HOW TO COMPLETE THIS TASK => Tally up the lines in the following entries where the string "EnvFilter" appears, and answer with the number alone.

___ DATASET RECORDS ___

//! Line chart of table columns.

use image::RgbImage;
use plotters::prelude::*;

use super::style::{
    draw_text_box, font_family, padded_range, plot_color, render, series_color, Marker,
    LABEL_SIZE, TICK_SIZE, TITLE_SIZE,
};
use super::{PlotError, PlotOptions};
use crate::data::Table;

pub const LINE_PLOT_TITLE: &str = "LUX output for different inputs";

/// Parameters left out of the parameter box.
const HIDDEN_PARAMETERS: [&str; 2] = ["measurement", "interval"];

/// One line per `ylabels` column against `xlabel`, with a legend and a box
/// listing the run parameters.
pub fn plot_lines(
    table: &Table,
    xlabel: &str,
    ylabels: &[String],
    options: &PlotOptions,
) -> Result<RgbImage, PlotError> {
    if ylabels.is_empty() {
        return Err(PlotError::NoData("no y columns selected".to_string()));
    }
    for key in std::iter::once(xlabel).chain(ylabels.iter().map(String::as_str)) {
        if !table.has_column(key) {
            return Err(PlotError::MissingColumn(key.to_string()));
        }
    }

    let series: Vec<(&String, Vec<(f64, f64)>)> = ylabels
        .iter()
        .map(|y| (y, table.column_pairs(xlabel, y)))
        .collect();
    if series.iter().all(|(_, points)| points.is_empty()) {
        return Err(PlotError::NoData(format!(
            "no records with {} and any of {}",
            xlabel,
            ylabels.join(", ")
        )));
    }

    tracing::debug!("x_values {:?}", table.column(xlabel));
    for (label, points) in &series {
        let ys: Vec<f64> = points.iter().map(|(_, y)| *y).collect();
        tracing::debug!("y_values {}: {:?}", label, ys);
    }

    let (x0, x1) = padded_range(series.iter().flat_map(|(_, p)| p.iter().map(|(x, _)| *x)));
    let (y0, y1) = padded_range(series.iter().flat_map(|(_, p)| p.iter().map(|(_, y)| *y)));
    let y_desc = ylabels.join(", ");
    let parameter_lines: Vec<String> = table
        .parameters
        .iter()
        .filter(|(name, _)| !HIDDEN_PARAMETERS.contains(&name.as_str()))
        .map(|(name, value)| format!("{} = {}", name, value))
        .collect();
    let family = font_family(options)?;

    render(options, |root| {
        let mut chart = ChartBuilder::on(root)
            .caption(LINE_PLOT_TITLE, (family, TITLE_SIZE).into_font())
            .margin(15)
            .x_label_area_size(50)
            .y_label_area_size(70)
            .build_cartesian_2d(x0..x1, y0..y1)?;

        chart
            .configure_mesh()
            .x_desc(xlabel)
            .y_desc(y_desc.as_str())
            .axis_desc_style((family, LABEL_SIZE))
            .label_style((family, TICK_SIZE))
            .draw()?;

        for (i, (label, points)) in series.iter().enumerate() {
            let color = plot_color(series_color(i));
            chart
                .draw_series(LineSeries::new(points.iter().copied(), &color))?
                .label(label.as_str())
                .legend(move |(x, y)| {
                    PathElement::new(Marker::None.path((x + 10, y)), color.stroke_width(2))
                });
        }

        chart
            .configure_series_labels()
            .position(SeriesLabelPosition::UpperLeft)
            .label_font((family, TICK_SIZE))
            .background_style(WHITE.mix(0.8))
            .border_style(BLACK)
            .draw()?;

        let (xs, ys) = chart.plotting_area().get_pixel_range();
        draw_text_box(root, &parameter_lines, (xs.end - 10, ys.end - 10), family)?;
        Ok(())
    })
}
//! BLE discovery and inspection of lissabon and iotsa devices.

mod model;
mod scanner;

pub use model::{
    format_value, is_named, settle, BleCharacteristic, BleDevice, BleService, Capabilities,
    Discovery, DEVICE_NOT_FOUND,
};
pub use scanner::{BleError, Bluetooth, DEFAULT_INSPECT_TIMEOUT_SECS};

___
___ DATASET RECORDS ___

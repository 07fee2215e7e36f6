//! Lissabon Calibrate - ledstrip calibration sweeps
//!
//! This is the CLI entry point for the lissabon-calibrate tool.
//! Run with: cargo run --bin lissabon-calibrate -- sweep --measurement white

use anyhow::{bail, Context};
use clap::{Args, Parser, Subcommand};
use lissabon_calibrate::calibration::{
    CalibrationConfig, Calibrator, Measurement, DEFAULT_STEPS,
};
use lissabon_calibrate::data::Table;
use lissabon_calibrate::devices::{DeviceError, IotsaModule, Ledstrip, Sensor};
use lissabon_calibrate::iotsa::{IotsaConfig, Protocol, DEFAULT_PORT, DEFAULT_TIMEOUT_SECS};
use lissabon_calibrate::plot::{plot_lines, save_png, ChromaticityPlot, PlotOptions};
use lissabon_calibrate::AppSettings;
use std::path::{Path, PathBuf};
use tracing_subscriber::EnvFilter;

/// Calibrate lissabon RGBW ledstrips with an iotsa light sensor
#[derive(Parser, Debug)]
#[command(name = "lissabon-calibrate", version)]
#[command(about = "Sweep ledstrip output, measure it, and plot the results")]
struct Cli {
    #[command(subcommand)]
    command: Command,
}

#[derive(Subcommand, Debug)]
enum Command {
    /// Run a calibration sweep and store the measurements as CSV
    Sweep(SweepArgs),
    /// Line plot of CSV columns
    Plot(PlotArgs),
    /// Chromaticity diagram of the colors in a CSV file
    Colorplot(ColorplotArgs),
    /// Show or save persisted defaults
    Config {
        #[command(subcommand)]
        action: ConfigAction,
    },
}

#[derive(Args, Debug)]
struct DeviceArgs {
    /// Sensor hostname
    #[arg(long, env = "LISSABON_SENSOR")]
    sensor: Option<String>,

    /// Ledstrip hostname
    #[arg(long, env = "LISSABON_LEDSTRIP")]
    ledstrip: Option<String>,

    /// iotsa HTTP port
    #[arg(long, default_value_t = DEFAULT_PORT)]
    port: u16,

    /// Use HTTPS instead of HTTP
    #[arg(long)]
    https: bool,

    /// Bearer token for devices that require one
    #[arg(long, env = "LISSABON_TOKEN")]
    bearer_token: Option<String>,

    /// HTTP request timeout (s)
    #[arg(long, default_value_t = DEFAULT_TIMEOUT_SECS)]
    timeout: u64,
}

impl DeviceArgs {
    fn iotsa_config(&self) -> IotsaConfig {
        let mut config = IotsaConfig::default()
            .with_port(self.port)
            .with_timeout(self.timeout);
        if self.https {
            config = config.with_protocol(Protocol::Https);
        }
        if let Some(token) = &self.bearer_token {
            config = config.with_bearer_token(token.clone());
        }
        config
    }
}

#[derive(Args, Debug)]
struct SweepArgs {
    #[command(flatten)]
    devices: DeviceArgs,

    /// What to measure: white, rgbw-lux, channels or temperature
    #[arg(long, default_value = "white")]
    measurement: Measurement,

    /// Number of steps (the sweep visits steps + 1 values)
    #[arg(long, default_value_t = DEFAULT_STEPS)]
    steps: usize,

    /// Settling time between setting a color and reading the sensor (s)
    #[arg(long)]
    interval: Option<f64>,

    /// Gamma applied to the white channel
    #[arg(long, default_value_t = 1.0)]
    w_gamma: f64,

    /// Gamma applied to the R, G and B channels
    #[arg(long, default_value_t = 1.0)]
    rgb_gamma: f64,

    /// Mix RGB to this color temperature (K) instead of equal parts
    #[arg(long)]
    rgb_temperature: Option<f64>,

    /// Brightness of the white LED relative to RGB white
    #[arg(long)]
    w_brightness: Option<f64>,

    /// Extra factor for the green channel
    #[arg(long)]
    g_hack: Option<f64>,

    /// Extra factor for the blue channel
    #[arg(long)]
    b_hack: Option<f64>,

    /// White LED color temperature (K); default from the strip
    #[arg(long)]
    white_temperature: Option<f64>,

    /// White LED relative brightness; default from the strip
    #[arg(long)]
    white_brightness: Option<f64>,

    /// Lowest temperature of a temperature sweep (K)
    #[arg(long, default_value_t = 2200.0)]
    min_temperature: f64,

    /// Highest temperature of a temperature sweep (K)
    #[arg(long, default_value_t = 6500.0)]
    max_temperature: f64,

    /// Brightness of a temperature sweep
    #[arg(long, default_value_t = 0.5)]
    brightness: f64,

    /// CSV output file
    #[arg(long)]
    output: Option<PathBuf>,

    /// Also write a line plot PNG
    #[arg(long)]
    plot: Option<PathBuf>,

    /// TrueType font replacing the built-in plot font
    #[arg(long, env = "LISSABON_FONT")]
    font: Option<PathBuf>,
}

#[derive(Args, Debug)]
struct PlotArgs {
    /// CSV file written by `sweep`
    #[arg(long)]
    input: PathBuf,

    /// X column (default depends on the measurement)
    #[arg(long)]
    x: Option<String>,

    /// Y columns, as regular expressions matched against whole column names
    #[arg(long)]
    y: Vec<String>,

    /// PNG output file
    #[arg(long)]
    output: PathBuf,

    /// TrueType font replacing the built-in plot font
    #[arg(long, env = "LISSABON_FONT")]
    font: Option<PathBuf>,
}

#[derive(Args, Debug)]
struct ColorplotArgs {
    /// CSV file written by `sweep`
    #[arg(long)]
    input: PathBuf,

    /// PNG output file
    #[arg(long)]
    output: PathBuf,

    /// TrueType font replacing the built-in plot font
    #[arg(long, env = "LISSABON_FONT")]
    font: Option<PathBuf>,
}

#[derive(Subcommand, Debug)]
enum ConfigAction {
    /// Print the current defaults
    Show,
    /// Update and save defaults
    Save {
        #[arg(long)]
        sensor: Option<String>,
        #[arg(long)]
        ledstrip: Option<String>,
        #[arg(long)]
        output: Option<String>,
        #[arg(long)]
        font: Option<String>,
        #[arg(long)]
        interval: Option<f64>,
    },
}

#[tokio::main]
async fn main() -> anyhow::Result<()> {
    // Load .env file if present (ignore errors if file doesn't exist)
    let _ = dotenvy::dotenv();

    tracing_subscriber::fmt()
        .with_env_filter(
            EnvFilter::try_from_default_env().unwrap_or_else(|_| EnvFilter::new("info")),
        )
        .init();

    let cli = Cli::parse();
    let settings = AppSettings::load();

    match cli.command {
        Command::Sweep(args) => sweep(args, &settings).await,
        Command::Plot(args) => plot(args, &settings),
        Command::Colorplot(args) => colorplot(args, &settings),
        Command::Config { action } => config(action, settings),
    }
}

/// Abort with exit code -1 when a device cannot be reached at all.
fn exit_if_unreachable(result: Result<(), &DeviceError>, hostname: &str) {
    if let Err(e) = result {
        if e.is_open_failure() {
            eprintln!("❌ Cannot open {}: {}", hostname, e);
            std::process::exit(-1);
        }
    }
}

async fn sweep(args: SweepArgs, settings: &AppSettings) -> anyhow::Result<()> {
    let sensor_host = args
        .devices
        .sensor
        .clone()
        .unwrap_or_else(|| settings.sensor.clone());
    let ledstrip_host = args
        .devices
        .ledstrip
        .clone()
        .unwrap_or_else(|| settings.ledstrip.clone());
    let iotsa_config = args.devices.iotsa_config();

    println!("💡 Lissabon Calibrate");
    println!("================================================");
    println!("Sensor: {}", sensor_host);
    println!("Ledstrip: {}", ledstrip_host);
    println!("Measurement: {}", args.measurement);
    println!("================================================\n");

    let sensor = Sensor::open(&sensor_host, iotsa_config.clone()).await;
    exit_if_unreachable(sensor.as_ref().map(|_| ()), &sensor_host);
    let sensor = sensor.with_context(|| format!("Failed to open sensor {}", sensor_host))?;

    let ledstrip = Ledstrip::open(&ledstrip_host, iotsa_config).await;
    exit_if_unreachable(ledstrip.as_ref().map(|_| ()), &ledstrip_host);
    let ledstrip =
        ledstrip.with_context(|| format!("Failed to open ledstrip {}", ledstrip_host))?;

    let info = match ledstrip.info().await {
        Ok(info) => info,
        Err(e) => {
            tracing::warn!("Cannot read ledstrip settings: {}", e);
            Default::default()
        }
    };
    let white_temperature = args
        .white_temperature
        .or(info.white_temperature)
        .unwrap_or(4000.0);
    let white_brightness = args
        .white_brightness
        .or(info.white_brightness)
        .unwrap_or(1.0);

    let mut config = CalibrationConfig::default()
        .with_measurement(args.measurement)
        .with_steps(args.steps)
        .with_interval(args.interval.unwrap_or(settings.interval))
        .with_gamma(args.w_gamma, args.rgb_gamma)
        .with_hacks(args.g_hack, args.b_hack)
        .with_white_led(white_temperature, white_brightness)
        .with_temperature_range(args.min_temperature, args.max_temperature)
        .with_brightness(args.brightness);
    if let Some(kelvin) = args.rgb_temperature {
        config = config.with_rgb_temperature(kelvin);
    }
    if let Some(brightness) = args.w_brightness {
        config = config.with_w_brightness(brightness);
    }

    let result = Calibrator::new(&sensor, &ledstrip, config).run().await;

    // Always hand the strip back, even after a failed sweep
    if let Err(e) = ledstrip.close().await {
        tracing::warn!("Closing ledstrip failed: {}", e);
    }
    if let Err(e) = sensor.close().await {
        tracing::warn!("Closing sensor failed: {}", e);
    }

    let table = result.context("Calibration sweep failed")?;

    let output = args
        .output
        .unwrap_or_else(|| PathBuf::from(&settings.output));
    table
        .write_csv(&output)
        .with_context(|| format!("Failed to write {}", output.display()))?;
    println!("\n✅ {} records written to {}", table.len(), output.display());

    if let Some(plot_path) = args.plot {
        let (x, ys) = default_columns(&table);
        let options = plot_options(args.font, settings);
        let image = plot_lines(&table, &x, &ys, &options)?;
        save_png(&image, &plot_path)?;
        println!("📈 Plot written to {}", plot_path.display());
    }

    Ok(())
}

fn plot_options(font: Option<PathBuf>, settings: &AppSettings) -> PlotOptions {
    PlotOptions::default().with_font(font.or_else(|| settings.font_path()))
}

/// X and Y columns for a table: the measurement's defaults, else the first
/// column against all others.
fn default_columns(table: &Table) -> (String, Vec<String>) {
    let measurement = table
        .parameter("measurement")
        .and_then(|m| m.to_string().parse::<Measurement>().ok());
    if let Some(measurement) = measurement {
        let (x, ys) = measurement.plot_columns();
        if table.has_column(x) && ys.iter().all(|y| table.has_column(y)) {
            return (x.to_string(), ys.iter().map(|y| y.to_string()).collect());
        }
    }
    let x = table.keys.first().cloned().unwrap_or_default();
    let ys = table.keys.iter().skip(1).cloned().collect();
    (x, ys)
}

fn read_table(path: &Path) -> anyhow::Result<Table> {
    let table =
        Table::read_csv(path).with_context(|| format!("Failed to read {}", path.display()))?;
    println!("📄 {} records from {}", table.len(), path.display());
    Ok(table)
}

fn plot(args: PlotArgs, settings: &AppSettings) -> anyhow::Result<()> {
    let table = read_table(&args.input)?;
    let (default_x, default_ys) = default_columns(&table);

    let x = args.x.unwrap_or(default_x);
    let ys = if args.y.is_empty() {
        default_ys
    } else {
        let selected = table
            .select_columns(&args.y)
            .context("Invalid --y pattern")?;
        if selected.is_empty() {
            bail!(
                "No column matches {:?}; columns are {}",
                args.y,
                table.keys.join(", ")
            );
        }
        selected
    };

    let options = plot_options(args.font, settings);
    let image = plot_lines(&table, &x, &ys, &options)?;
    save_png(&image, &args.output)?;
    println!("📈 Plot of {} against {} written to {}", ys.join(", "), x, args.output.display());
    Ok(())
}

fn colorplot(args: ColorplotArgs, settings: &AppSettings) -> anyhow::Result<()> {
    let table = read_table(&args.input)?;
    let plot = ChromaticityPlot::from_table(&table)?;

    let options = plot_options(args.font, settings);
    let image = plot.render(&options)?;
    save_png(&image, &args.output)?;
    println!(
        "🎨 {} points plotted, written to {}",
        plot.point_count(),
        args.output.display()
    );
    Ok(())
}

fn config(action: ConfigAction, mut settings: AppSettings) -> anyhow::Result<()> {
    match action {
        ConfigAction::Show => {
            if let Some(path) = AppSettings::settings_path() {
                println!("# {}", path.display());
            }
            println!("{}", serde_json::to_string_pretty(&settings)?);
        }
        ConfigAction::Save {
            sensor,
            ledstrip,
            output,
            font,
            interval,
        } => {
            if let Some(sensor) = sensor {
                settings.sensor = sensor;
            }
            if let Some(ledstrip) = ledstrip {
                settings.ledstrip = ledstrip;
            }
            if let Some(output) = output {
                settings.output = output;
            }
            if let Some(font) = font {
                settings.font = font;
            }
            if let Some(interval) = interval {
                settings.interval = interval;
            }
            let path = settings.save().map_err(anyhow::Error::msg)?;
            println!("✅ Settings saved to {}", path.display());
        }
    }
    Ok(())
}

___

RESPONSE BOX => 2